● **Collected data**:
□ □ □ □

impl A2AError {
    // -- Convenience constructors (message-only, no data) --

    /// Create a `ParseError` with a message and no data.
    pub fn parse_error(message: impl Into<String>) -> Self {
        Self::ParseError {
            message: message.into(),
            data: None,
        }
    }

    /// Create an `InvalidRequest` with a message and no data.
    pub fn invalid_request(message: impl Into<String>) -> Self {
        Self::InvalidRequest {
            message: message.into(),
            data: None,
        }
    }

    /// Create a `MethodNotFound` with a message and no data.
    pub fn method_not_found(message: impl Into<String>) -> Self {
        Self::MethodNotFound {
            message: message.into(),
            data: None,
        }
    }

    /// Create an `InvalidParams` with a message and no data.
    pub fn invalid_params(message: impl Into<String>) -> Self {
        Self::InvalidParams {
            message: message.into(),
            data: None,
        }
    }

    /// Create an `InternalError` with a message and no data.
    pub fn internal_error(message: impl Into<String>) -> Self {
        Self::InternalError {
            message: message.into(),
            data: None,
        }
    }

    /// Create a `TaskNotFound` with a message and no data.
    pub fn task_not_found(message: impl Into<String>) -> Self {
        Self::TaskNotFound {
            message: message.into(),
            data: None,
        }
    }

    /// Create a `TaskNotCancelable` with a message and no data.
    pub fn task_not_cancelable(message: impl Into<String>) -> Self {
        Self::TaskNotCancelable {
            message: message.into(),
            data: None,
        }
    }

    /// Create a `PushNotificationNotSupported` with a message and no data.
    pub fn push_notification_not_supported(message: impl Into<String>) -> Self {
        Self::PushNotificationNotSupported {
            message: message.into(),
            data: None,
        }
    }

    /// Create an `UnsupportedOperation` with a message and no data.
    pub fn unsupported_operation(message: impl Into<String>) -> Self {
        Self::UnsupportedOperation {
            message: message.into(),
            data: None,
        }
    }

    /// Create a `ContentTypeNotSupported` with a message and no data.
    pub fn content_type_not_supported(message: impl Into<String>) -> Self {
        Self::ContentTypeNotSupported {
            message: message.into(),
            data: None,
        }
    }

    /// Create an `InvalidAgentResponse` with a message and no data.
    pub fn invalid_agent_response(message: impl Into<String>) -> Self {
        Self::InvalidAgentResponse {
            message: message.into(),
            data: None,
        }
    }

    /// Create an `AuthenticatedExtendedCardNotConfigured` with a message and no data.
    pub fn authenticated_extended_card_not_configured(message: impl Into<String>) -> Self {
        Self::AuthenticatedExtendedCardNotConfigured {
            message: message.into(),
            data: None,
        }
    }

    /// Returns the JSON-RPC error code for this error variant.
    ///
    /// For transport/client-side errors that don't map to A2A codes,
    /// returns -32603 (internal error).
    pub fn code(&self) -> i64 {
        match self {
            A2AError::ParseError { .. } => PARSE_ERROR,
            A2AError::InvalidRequest { .. } => INVALID_REQUEST,
            A2AError::MethodNotFound { .. } => METHOD_NOT_FOUND,
            A2AError::InvalidParams { .. } => INVALID_PARAMS,
            A2AError::InternalError { .. } => INTERNAL_ERROR,
            A2AError::TaskNotFound { .. } => TASK_NOT_FOUND,
            A2AError::TaskNotCancelable { .. } => TASK_NOT_CANCELABLE,
            A2AError::PushNotificationNotSupported { .. } => PUSH_NOTIFICATION_NOT_SUPPORTED,
            A2AError::UnsupportedOperation { .. } => UNSUPPORTED_OPERATION,
            A2AError::ContentTypeNotSupported { .. } => CONTENT_TYPE_NOT_SUPPORTED,
            A2AError::InvalidAgentResponse { .. } => INVALID_AGENT_RESPONSE,
            A2AError::AuthenticatedExtendedCardNotConfigured { .. } => {
                AUTHENTICATED_EXTENDED_CARD_NOT_CONFIGURED
            }
            A2AError::AuthenticationFailed { .. } => AUTHENTICATION_FAILED,
            A2AError::ServiceUnavailable(_) => SERVICE_UNAVAILABLE,
            A2AError::WorkerNotFound(_)
            | A2AError::CodebaseNotFound(_)
            | A2AError::AgentTaskNotFound(_) => TASK_NOT_FOUND,
            A2AError::AgentTaskConflict(_) => TASK_NOT_CANCELABLE,
            // Client/transport errors map to internal error.
            A2AError::Transport(_)
            | A2AError::Timeout(_)
            | A2AError::Http { .. }
            | A2AError::InvalidJson(_)
            | A2AError::Other(_) => INTERNAL_ERROR,
            A2AError::JsonRpc { code, .. } => *code,
        }
    }

    /// Returns the default human-readable message for this error variant
    /// (matching the Python SDK defaults).
    pub fn default_message(&self) -> &str {
        match self {
            A2AError::ParseError { .. } => "Invalid JSON payload",
            A2AError::InvalidRequest { .. } => "Request payload validation error",
            A2AError::MethodNotFound { .. } => "Method not found",
            A2AError::InvalidParams { .. } => "Invalid parameters",
            A2AError::InternalError { .. } => "Internal error",
            A2AError::TaskNotFound { .. } => "Task not found",
            A2AError::TaskNotCancelable { .. } => "Task cannot be canceled",
            A2AError::PushNotificationNotSupported { .. } => "Push Notification is not supported",
            A2AError::UnsupportedOperation { .. } => "This operation is not supported",
            A2AError::ContentTypeNotSupported { .. } => "Incompatible content types",
            A2AError::InvalidAgentResponse { .. } => "Invalid agent response",
            A2AError::AuthenticatedExtendedCardNotConfigured { .. } => {
                "Authenticated Extended Card is not configured"
            }
            A2AError::AuthenticationFailed { .. } => "Authentication failed",
            A2AError::ServiceUnavailable(_) => "Service unavailable",
            A2AError::WorkerNotFound(_) => "Worker not found",
            A2AError::CodebaseNotFound(_) => "Codebase not found",
            A2AError::AgentTaskNotFound(_) => "Agent task not found",
            A2AError::AgentTaskConflict(_) => "Agent task not transitionable",
            A2AError::Transport(_) => "Transport error",
            A2AError::Timeout(_) => "Request timed out",
            A2AError::Http { .. } => "HTTP error",
            A2AError::InvalidJson(_) => "Invalid JSON",
            A2AError::JsonRpc { .. } => "JSON-RPC error",
            A2AError::Other(_) => "Error",
        }
    }

    /// Create an `AuthenticationFailed` with a message and no data.
    pub fn authentication_failed(message: impl Into<String>) -> Self {
        Self::AuthenticationFailed {
            message: message.into(),
            data: None,
        }
    }

    /// Returns `true` if this error should be surfaced as HTTP 503 rather
    /// than a JSON-RPC error object (transient upstream failures, per the
    /// error-handling taxonomy).
    pub fn is_service_unavailable(&self) -> bool {
        matches!(self, A2AError::ServiceUnavailable(_))
    }
}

□ □ □ □

● **Exercise description**:
Show all lines in the records above that hold "InvalidJson".

● **Answer section**:
            | A2AError::InvalidJson(_)
            A2AError::InvalidJson(_) => "Invalid JSON",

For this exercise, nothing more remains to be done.